— What you have to do —
For this exercise, please reproduce the records below word for word, from the first line through the line with "falling back to".

Collected data entries
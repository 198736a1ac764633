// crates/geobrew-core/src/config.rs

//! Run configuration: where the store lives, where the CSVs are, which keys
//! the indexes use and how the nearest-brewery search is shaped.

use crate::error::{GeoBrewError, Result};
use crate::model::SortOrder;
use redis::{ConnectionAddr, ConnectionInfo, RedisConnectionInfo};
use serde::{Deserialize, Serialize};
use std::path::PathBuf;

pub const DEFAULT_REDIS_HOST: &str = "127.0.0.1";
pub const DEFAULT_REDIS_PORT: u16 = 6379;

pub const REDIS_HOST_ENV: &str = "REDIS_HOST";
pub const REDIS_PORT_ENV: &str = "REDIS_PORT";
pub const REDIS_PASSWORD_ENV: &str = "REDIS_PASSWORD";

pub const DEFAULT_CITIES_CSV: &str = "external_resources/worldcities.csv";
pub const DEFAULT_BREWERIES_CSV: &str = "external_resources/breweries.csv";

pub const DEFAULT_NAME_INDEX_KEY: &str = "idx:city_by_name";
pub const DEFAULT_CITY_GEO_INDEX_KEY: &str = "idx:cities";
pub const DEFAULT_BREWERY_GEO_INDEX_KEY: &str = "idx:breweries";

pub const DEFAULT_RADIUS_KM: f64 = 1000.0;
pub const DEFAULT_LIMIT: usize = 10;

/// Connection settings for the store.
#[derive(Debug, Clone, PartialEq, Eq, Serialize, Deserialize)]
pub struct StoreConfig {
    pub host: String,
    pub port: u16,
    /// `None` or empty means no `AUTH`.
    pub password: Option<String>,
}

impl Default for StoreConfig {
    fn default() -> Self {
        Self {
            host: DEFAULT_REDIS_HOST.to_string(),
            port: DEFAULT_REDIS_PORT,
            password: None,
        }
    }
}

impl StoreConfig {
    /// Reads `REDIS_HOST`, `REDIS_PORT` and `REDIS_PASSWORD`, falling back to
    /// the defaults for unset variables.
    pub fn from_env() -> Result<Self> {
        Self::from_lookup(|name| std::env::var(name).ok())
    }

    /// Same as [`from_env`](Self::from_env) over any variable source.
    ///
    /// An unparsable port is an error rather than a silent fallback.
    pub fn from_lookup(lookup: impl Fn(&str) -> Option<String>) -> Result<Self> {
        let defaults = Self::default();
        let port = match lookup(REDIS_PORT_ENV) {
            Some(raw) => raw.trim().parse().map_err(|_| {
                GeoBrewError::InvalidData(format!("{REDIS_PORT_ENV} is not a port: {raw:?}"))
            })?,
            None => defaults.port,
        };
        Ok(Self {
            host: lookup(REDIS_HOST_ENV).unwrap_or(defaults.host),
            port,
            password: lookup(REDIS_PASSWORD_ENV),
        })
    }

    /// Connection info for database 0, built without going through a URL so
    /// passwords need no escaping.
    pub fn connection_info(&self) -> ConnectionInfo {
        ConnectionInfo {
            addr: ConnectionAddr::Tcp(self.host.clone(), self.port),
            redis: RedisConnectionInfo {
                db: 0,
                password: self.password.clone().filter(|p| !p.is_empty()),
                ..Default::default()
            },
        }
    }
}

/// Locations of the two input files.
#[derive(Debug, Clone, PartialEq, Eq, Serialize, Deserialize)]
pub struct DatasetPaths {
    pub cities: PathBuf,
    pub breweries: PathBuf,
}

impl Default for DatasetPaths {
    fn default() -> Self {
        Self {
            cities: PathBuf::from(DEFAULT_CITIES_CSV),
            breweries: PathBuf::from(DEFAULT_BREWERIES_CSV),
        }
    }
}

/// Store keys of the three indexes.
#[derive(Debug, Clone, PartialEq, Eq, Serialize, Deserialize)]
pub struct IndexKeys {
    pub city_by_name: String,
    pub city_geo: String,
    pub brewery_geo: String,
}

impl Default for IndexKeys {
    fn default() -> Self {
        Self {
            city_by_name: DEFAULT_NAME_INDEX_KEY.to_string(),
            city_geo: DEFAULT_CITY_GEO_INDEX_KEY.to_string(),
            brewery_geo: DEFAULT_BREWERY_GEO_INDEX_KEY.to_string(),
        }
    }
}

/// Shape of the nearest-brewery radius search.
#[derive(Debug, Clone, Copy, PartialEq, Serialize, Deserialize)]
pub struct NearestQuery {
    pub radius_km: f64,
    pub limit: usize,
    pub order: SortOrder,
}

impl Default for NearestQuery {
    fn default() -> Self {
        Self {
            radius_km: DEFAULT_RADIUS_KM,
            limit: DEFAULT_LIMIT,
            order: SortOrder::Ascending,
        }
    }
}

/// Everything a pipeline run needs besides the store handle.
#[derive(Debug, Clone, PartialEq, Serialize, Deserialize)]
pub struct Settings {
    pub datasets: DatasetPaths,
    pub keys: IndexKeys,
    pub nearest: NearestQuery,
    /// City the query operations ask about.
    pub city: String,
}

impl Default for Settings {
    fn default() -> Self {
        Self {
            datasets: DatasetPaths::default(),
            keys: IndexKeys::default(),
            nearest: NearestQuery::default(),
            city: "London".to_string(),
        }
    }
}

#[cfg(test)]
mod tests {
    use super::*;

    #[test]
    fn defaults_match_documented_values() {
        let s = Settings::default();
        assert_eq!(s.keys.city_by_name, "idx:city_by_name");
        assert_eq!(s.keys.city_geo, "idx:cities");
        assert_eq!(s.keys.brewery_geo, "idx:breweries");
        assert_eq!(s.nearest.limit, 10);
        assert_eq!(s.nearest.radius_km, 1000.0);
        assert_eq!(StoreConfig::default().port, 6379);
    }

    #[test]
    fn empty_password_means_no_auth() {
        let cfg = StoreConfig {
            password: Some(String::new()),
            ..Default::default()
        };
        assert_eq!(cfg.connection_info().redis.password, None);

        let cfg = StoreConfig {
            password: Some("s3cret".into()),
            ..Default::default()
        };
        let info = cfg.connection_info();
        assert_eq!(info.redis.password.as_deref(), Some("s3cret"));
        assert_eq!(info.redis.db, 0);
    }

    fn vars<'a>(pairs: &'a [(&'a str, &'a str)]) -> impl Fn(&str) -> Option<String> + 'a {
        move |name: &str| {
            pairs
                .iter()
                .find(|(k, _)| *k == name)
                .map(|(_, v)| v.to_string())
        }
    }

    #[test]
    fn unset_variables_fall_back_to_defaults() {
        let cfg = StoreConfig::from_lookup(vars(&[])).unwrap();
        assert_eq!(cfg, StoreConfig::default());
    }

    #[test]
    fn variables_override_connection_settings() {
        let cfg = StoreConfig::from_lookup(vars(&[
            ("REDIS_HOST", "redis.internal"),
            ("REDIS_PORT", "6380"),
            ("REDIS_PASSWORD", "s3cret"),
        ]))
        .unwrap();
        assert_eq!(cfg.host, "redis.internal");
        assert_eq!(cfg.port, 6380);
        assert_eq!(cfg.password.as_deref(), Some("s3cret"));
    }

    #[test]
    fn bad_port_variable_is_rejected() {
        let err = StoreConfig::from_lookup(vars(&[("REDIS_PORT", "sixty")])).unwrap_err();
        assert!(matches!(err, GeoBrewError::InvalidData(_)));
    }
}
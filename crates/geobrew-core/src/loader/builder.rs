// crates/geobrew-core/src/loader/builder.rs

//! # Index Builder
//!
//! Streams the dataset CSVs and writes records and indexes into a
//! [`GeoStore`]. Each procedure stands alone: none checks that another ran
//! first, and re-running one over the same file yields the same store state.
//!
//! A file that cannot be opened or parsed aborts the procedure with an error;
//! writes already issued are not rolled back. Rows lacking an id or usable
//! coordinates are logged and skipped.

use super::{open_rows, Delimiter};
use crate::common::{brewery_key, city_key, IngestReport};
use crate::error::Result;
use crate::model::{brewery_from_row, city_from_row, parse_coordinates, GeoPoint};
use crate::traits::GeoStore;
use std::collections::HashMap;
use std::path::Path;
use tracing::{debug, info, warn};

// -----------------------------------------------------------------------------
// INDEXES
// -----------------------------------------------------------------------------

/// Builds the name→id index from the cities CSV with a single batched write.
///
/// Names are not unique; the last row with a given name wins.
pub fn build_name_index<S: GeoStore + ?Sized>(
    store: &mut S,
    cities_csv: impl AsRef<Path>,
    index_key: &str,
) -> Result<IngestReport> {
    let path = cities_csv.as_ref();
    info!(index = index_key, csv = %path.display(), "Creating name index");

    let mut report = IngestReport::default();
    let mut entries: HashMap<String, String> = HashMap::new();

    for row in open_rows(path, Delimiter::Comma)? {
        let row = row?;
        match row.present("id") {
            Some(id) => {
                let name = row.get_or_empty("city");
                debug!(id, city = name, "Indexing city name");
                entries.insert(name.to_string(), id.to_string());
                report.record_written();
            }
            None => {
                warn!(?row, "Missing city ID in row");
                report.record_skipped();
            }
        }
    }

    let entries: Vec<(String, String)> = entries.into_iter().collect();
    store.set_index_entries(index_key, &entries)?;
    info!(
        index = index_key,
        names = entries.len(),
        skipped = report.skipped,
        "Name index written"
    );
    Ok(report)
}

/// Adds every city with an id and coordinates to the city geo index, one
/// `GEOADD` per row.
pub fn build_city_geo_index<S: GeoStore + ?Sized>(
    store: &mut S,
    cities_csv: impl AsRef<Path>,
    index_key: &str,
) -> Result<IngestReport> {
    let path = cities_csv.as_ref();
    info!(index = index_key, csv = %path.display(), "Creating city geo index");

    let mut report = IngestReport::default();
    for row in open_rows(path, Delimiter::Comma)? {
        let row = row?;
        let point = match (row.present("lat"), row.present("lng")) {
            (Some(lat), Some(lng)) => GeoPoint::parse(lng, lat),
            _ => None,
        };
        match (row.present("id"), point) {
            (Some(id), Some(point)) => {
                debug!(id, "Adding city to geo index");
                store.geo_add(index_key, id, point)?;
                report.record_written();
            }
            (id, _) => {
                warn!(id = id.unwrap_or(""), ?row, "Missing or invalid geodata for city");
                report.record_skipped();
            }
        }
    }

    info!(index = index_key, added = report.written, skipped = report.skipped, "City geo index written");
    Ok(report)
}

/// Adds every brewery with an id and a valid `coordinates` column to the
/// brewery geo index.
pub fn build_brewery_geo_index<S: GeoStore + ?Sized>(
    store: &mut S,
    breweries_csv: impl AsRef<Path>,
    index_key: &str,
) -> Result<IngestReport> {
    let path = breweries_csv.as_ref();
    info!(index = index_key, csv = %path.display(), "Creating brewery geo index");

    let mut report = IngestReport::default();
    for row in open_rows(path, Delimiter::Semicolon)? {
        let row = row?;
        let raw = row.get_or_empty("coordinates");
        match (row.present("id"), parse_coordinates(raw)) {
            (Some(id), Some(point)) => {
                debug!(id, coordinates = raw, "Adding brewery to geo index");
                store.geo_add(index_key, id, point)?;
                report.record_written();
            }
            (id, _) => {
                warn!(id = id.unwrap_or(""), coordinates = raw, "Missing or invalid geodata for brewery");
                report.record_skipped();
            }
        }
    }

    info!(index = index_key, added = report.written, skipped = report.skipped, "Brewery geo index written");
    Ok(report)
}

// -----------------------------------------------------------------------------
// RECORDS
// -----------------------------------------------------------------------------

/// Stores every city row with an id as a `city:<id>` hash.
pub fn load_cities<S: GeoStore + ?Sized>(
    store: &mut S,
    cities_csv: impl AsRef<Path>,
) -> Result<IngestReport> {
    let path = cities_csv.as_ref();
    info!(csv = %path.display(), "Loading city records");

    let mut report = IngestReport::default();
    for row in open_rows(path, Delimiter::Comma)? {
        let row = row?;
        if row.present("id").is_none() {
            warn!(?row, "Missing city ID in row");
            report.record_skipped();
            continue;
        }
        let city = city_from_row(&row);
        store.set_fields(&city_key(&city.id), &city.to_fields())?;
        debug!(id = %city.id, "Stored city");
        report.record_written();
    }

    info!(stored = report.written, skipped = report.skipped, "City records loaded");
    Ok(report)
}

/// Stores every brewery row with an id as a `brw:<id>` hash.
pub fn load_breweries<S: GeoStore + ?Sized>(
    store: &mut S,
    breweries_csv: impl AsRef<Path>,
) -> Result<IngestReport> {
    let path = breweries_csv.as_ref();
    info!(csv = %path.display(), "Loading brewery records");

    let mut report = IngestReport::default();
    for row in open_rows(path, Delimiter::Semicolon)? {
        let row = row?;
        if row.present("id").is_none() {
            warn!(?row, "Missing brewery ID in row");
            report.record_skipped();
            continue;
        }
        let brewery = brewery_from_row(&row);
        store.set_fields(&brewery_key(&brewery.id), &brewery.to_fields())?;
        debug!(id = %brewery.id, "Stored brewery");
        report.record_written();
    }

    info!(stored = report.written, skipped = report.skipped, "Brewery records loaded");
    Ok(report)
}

— Expected output —
repository 198736a1ac764633
// crates/geobrew-core/src/config.rs

//! Run configuration: where the store lives, where the CSVs are, which keys
//! the indexes use and how the nearest-brewery search is shaped.

use crate::error::{GeoBrewError, Result};
use crate::model::SortOrder;
use redis::{ConnectionAddr, ConnectionInfo, RedisConnectionInfo};
use serde::{Deserialize, Serialize};
use std::path::PathBuf;

pub const DEFAULT_REDIS_HOST: &str = "127.0.0.1";
pub const DEFAULT_REDIS_PORT: u16 = 6379;

pub const REDIS_HOST_ENV: &str = "REDIS_HOST";
pub const REDIS_PORT_ENV: &str = "REDIS_PORT";
pub const REDIS_PASSWORD_ENV: &str = "REDIS_PASSWORD";

pub const DEFAULT_CITIES_CSV: &str = "external_resources/worldcities.csv";
pub const DEFAULT_BREWERIES_CSV: &str = "external_resources/breweries.csv";

pub const DEFAULT_NAME_INDEX_KEY: &str = "idx:city_by_name";
pub const DEFAULT_CITY_GEO_INDEX_KEY: &str = "idx:cities";
pub const DEFAULT_BREWERY_GEO_INDEX_KEY: &str = "idx:breweries";

pub const DEFAULT_RADIUS_KM: f64 = 1000.0;
pub const DEFAULT_LIMIT: usize = 10;

/// Connection settings for the store.
#[derive(Debug, Clone, PartialEq, Eq, Serialize, Deserialize)]
pub struct StoreConfig {
    pub host: String,
    pub port: u16,
    /// `None` or empty means no `AUTH`.
    pub password: Option<String>,
}

impl Default for StoreConfig {
    fn default() -> Self {
        Self {
            host: DEFAULT_REDIS_HOST.to_string(),
            port: DEFAULT_REDIS_PORT,
            password: None,
        }
    }
}

impl StoreConfig {
    /// Reads `REDIS_HOST`, `REDIS_PORT` and `REDIS_PASSWORD`, falling back to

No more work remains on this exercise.